2.Inner Mongolia Agr Univ, Coll Anim Sci, Hohhot 010018, Peoples R China

3.Three Gorges Univ, Minist Educ, Engn Res Ctr Ecoenvironm Three Gorges Reservoir R, Yichang 443002, Peoples R China

关键词： Eriocheir sinensis; salinity; embryo development; zoea; megalopa; Na+; K+-ATPase

期刊名称：JOURNAL OF OCEANOLOGY AND LIMNOLOGY （ 影响因子：1.265； 五年影响因子：1.276 ）

ISSN： 2096-5508

年卷期： 2019 年 37 卷 5 期

页码：

收录情况： SCI

摘要： To investigate the effects of salinity on early development of Chinese mitten crab (Eriocheir sinensis), and the salinity tolerance mechanism of embryos, different developmental stages of embryos (gastrula, eyespot and pre-hatching stage), and hatched stage I zoea and megalopa, were exposed to a range of salinities (1, 5, 10, 15 (control), 20, 25, 30, 35 and 40). Hatching, survival and molting were monitored. Effects of 24-hour hypersaline (35) and hyposaline (1) stress on egg diameter, water content, Na+/K+-ATPase (NKA) activity, and crustacean hyperglycemic hormone (CHH) gene mRNA expression in embryos and megalopa, are reported.
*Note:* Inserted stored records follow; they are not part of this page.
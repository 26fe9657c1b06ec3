//! Watch-history service
//!
//! Records views with upsert semantics (one row per user/video, repeat
//! views refresh the timestamp) and serves paginated recency-ordered
//! listings with joined video summaries.

use std::sync::Arc;

use crate::data::{Database, EntityId, WatchHistoryView};
use crate::error::AppError;

/// Watch-history service
pub struct WatchHistoryService {
    db: Arc<Database>,
}

impl WatchHistoryService {
    pub fn new(db: Arc<Database>) -> Self {
        Self { db }
    }

    /// Record a view of a video
    ///
    /// Fails with Validation for a malformed video ID and NotFound when
    /// the video does not exist. A repeat view moves the entry to the top
    /// of recency ordering rather than duplicating it.
    pub async fn record_view(&self, user_id: &str, video_id: &str) -> Result<(), AppError> {
        if !EntityId::is_valid(video_id) {
            return Err(AppError::Validation("Invalid video ID".to_string()));
        }

        if self.db.get_video(video_id).await?.is_none() {
            return Err(AppError::NotFound);
        }

        self.db
            .upsert_watch_history(user_id, video_id, chrono::Utc::now())
            .await
    }

    /// List watch history, most recently watched first
    ///
    /// Returns the page of entries with joined video summaries and the
    /// total entry count.
    pub async fn list(
        &self,
        user_id: &str,
        page: u32,
        limit: u32,
    ) -> Result<(Vec<WatchHistoryView>, i64), AppError> {
        let page = page.max(1);
        let offset = i64::from(page - 1) * i64::from(limit);

        let entries = self
            .db
            .get_watch_history(user_id, i64::from(limit), offset)
            .await?;
        let total = self.db.count_watch_history(user_id).await?;

        Ok((entries, total))
    }

    /// Remove a single entry
    pub async fn remove_entry(&self, user_id: &str, video_id: &str) -> Result<(), AppError> {
        self.db.delete_watch_history_entry(user_id, video_id).await
    }

    /// Clear all history for a user
    pub async fn clear_all(&self, user_id: &str) -> Result<(), AppError> {
        self.db.clear_watch_history(user_id).await
    }
}
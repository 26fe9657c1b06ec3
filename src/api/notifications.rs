//! Notification endpoints
//!
//! All notification endpoints require an authenticated caller; the
//! recipient scope is always the caller's own notifications.

use axum::{
    extract::{Path, Query, State},
    response::Json,
};
use serde::Deserialize;

use super::dto::{ApiEnvelope, NotificationListView, NotificationView};
use crate::AppState;
use crate::auth::CurrentUser;
use crate::error::AppError;
use crate::service::NotificationService;

#[derive(Debug, Default, Deserialize)]
pub struct PageParams {
    pub page: Option<u32>,
    pub limit: Option<u32>,
}

/// GET /notifications?page&limit
pub async fn get_notifications(
    State(state): State<AppState>,
    CurrentUser(user_id): CurrentUser,
    Query(params): Query<PageParams>,
) -> Result<Json<ApiEnvelope<NotificationListView>>, AppError> {
    let service = NotificationService::new(state.db.clone());

    let page = params.page.unwrap_or(1).max(1);
    let limit = params
        .limit
        .unwrap_or(state.config.pagination.notification_limit)
        .clamp(1, state.config.pagination.max_limit);

    let (notifications, pagination) = service.list(&user_id, page, limit).await?;

    let view = NotificationListView {
        notifications: notifications.iter().map(NotificationView::from).collect(),
        pagination: pagination.into(),
    };

    Ok(Json(ApiEnvelope::new(
        200,
        view,
        "Notifications retrieved successfully",
    )))
}

/// GET /notifications/unread-count
pub async fn get_unread_count(
    State(state): State<AppState>,
    CurrentUser(user_id): CurrentUser,
) -> Result<Json<ApiEnvelope<serde_json::Value>>, AppError> {
    let service = NotificationService::new(state.db.clone());

    let unread_count = service.unread_count(&user_id).await?;

    Ok(Json(ApiEnvelope::new(
        200,
        serde_json::json!({ "unreadCount": unread_count }),
        "Unread count retrieved",
    )))
}

/// PATCH /notifications/:id/read
pub async fn mark_as_read(
    State(state): State<AppState>,
    CurrentUser(user_id): CurrentUser,
    Path(notification_id): Path<String>,
) -> Result<Json<ApiEnvelope<NotificationView>>, AppError> {
    let service = NotificationService::new(state.db.clone());

    let notification = service.mark_read(&user_id, &notification_id).await?;

    Ok(Json(ApiEnvelope::new(
        200,
        NotificationView::from(&notification),
        "Notification marked as read",
    )))
}

/// PATCH /notifications/read-all
pub async fn mark_all_as_read(
    State(state): State<AppState>,
    CurrentUser(user_id): CurrentUser,
) -> Result<Json<ApiEnvelope<serde_json::Value>>, AppError> {
    let service = NotificationService::new(state.db.clone());

    service.mark_all_read(&user_id).await?;

    Ok(Json(ApiEnvelope::new(
        200,
        serde_json::json!({}),
        "All notifications marked as read",
    )))
}

/// DELETE /notifications/:id
pub async fn delete_notification(
    State(state): State<AppState>,
    CurrentUser(user_id): CurrentUser,
    Path(notification_id): Path<String>,
) -> Result<Json<ApiEnvelope<serde_json::Value>>, AppError> {
    let service = NotificationService::new(state.db.clone());

    service.delete(&user_id, &notification_id).await?;

    Ok(Json(ApiEnvelope::new(
        200,
        serde_json::json!({}),
        "Notification deleted successfully",
    )))
}

/// DELETE /notifications
pub async fn delete_all_notifications(
    State(state): State<AppState>,
    CurrentUser(user_id): CurrentUser,
) -> Result<Json<ApiEnvelope<serde_json::Value>>, AppError> {
    let service = NotificationService::new(state.db.clone());

    service.delete_all(&user_id).await?;

    Ok(Json(ApiEnvelope::new(
        200,
        serde_json::json!({}),
        "All notifications deleted successfully",
    )))
}
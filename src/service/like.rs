//! Like service
//!
//! A single idempotent toggle per (target, user) pair rather than
//! separate like/unlike operations. The at-most-one-like invariant is
//! enforced by the database's unique index plus a per-toggle transaction,
//! not by an application-level check.

use std::sync::Arc;

use crate::data::{Database, LikeTarget, LikeToggle};
use crate::error::AppError;
use crate::metrics::INTERACTIONS_TOTAL;
use crate::service::identity::IdentityResolver;

/// Like service
pub struct LikeService {
    db: Arc<Database>,
    identity: IdentityResolver,
}

impl LikeService {
    pub fn new(db: Arc<Database>) -> Self {
        let identity = IdentityResolver::new(db.clone());
        Self { db, identity }
    }

    /// Toggle a like on a comment or reply
    ///
    /// Only the caller's identifier is resolved; no display fields are
    /// needed for a like. Two toggles in sequence from the same user
    /// return to the original state and count.
    pub async fn toggle(
        &self,
        target: LikeTarget,
        target_id: &str,
        caller_user_id: Option<&str>,
    ) -> Result<LikeToggle, AppError> {
        let user_id = self.identity.effective_user_id(caller_user_id);

        let toggle = self.db.toggle_like(target, target_id, &user_id).await?;

        INTERACTIONS_TOTAL.with_label_values(&["like"]).inc();
        tracing::debug!(
            target = target.as_str(),
            target_id,
            liked = toggle.liked,
            likes = toggle.likes,
            "Like toggled"
        );

        Ok(toggle)
    }
}
//! ClipNest binary entry point

use clipnest::{AppState, config};
use tracing_subscriber::{layer::SubscriberExt, util::SubscriberInitExt};

/// Application entry point
///
/// # Setup
/// 1. Initialize tracing/logging
/// 2. Load configuration from file and environment
/// 3. Initialize AppState
/// 4. Build Axum router
/// 5. Start HTTP server
#[tokio::main]
async fn main() -> Result<(), Box<dyn std::error::Error>> {
    // 1. Initialize tracing/logging
    let log_format =
        std::env::var("CLIPNEST__LOGGING__FORMAT").unwrap_or_else(|_| "pretty".to_string());

    if log_format == "json" {
        tracing_subscriber::registry()
            .with(
                tracing_subscriber::EnvFilter::try_from_default_env()
                    .unwrap_or_else(|_| "clipnest=info,tower_http=debug".into()),
            )
            .with(tracing_subscriber::fmt::layer().json())
            .init();
    } else {
        tracing_subscriber::registry()
            .with(
                tracing_subscriber::EnvFilter::try_from_default_env()
                    .unwrap_or_else(|_| "clipnest=info,tower_http=debug".into()),
            )
            .with(tracing_subscriber::fmt::layer().pretty())
            .init();
    }

    tracing::info!("Starting ClipNest...");

    // 2. Initialize metrics
    clipnest::metrics::init_metrics();

    // 3. Load configuration
    let config = config::AppConfig::load()?;
    tracing::info!(
        host = %config.server.host,
        port = config.server.port,
        "Configuration loaded"
    );

    // 4. Initialize application state
    let state = AppState::new(config.clone()).await?;

    // 5. Build Axum router
    let app = clipnest::build_router(state);

    // 6. Start HTTP server
    let addr = format!("{}:{}", config.server.host, config.server.port);
    let listener = tokio::net::TcpListener::bind(&addr).await?;

    tracing::info!("Server listening on {}", addr);

    axum::serve(listener, app).await?;

    Ok(())
}
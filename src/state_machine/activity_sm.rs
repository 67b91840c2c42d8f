//! Activity state machine.
//!
//! Tracks playback intent for the output panel:
//! ```text
//! Stopped → Running ⇄ Paused
//!    ↑         │        │
//!    └─────────┴────────┘   (on main:stopped)
//! ```
//!
//! Transitions are driven exclusively by backend acknowledgements; a user
//! action only emits a command and leaves the state untouched, so the UI can
//! never drift ahead of what the backend actually did. Unlisted
//! (state, event) pairs are deliberate no-ops.

use statig::prelude::*;
use tracing::info;

use crate::channel::OutboundSender;
use crate::protocol::{Ack, Command};
use crate::stage::{CLASS_ICON_PAUSE, CLASS_ICON_PLAY, RUN_ICON, SharedStage};
use crate::status::StatusCell;

// ---------------------------------------------------------------------------
// Events
// ---------------------------------------------------------------------------

/// A user action on the playback controls. `Run` is a toggle: what it
/// requests depends on the current state.
#[derive(Debug, Clone, Copy, PartialEq, Eq)]
pub enum PlaybackIntent {
    Run,
    Stop,
}

/// Events dispatched to the activity state machine.
#[derive(Debug, Clone, PartialEq)]
pub enum ActivityEvent {
    /// User-originated run/stop request; emits a command, never transitions.
    Intent(PlaybackIntent),
    /// Backend acknowledgement; the sole driver of transitions.
    Ack(Ack),
}

// ---------------------------------------------------------------------------
// Shared storage
// ---------------------------------------------------------------------------

/// Shared storage for the activity state machine.
///
/// Holds the collaborator handles every state needs:
/// - `stage`: for the run-icon class swaps
/// - `outbound`: command emission over the message channel
/// - `status`: the freeze guard written by the acknowledgement path
pub struct ActivityMachine {
    stage: SharedStage,
    outbound: OutboundSender,
    status: StatusCell,
}

impl ActivityMachine {
    pub fn new(stage: SharedStage, outbound: OutboundSender, status: StatusCell) -> Self {
        Self {
            stage,
            outbound,
            status,
        }
    }

    /// Freeze guard: after a reported failure every acknowledgement is
    /// ignored until the status is cleared.
    fn admit<'a>(&self, ack: &'a Ack) -> Option<&'a Ack> {
        if self.status.is_error() {
            info!(target: "activity", ack = ack.wire_name(), "status is error, holding state");
            None
        } else {
            Some(ack)
        }
    }

    fn swap_run_icon(&self, from: &str, to: &str) {
        self.stage.lock().unwrap().replace_class(RUN_ICON, from, to);
    }
}

// ---------------------------------------------------------------------------
// State machine implementation
// ---------------------------------------------------------------------------

/// The activity machine's state. Constructors are public so integration
/// tests can name the expected state; statig only generates private
/// constructors, so the enum is supplied via `state(custom)`.
#[derive(Debug, Clone, PartialEq)]
pub enum State {
    Stopped {},
    Running {},
    Paused {},
}

impl State {
    pub fn stopped() -> Self {
        State::Stopped {}
    }
    pub fn running() -> Self {
        State::Running {}
    }
    pub fn paused() -> Self {
        State::Paused {}
    }
}

#[state_machine(
    initial = "State::stopped()",
    state(name = "State", custom)
)]
impl ActivityMachine {
    /// No computation running.
    #[state]
    fn stopped(&mut self, event: &ActivityEvent) -> Outcome<State> {
        match event {
            ActivityEvent::Intent(PlaybackIntent::Run) => {
                self.outbound.emit(Command::Play);
                Handled
            }
            // Nothing to stop.
            ActivityEvent::Intent(PlaybackIntent::Stop) => Handled,
            ActivityEvent::Ack(ack) => match self.admit(ack) {
                Some(Ack::Playing) => {
                    info!(target: "activity", "stopped → running");
                    self.swap_run_icon(CLASS_ICON_PLAY, CLASS_ICON_PAUSE);
                    Transition(State::running())
                }
                _ => Handled,
            },
        }
    }

    /// Computation in flight; the run button now means pause.
    #[state]
    fn running(&mut self, event: &ActivityEvent) -> Outcome<State> {
        match event {
            ActivityEvent::Intent(PlaybackIntent::Run) => {
                self.outbound.emit(Command::Pause);
                Handled
            }
            ActivityEvent::Intent(PlaybackIntent::Stop) => {
                self.outbound.emit(Command::Stop);
                Handled
            }
            ActivityEvent::Ack(ack) => match self.admit(ack) {
                Some(Ack::Paused) => {
                    info!(target: "activity", "running → paused");
                    self.swap_run_icon(CLASS_ICON_PAUSE, CLASS_ICON_PLAY);
                    Transition(State::paused())
                }
                Some(Ack::Stopped) => {
                    info!(target: "activity", "running → stopped");
                    self.swap_run_icon(CLASS_ICON_PAUSE, CLASS_ICON_PLAY);
                    Transition(State::stopped())
                }
                _ => Handled,
            },
        }
    }

    /// Computation suspended; the run button now means resume.
    #[state]
    fn paused(&mut self, event: &ActivityEvent) -> Outcome<State> {
        match event {
            ActivityEvent::Intent(PlaybackIntent::Run) => {
                self.outbound.emit(Command::Resume);
                Handled
            }
            ActivityEvent::Intent(PlaybackIntent::Stop) => {
                self.outbound.emit(Command::Stop);
                Handled
            }
            ActivityEvent::Ack(ack) => match self.admit(ack) {
                Some(Ack::Playing) => {
                    info!(target: "activity", "paused → running");
                    self.swap_run_icon(CLASS_ICON_PLAY, CLASS_ICON_PAUSE);
                    Transition(State::running())
                }
                Some(Ack::Stopped) => {
                    info!(target: "activity", "paused → stopped");
                    self.swap_run_icon(CLASS_ICON_PAUSE, CLASS_ICON_PLAY);
                    Transition(State::stopped())
                }
                _ => Handled,
            },
        }
    }
}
Embryos are more tolerant of low (<= 5) than high (>= 25) salinities, with optimum ranges for gastrula and pre-hatching stage embryos being 5-20, and for eyespot embryo and stage I zoea, 10-20. Most megalopa can molt to the first juvenile instar by day 5 at salinities between 1 and 40, whereas molting of megalopa stages was delayed at 40. Hypersaline conditions resulted in a loss of moisture, reduction of egg volume, and a significant increase in NKA activity and CHH mRNA expression at some developmental stages. Hyposaline conditions did not affect moisture content or egg volume, but resulted in decreased NKA activity and CHH mRNA expression in embryos. For megalopa stages, NKA activity was significantly upregulated following both hypo- and hypersaline stress. Our results suggest high salinity will inhibit development and hatching of E. sinensis embryos, and low salinity will affect the survival of their stage I zoea. Increased NKA activity in embryos and megalopa stages might indicate a hyporegulation response under hypersaline conditions. These findings provide useful information for spawning ground protection of indigenous E. sinensis and enrich the knowledge of embryonic tolerance mechanisms of hyper-regulating crustaceans following osmotic stress.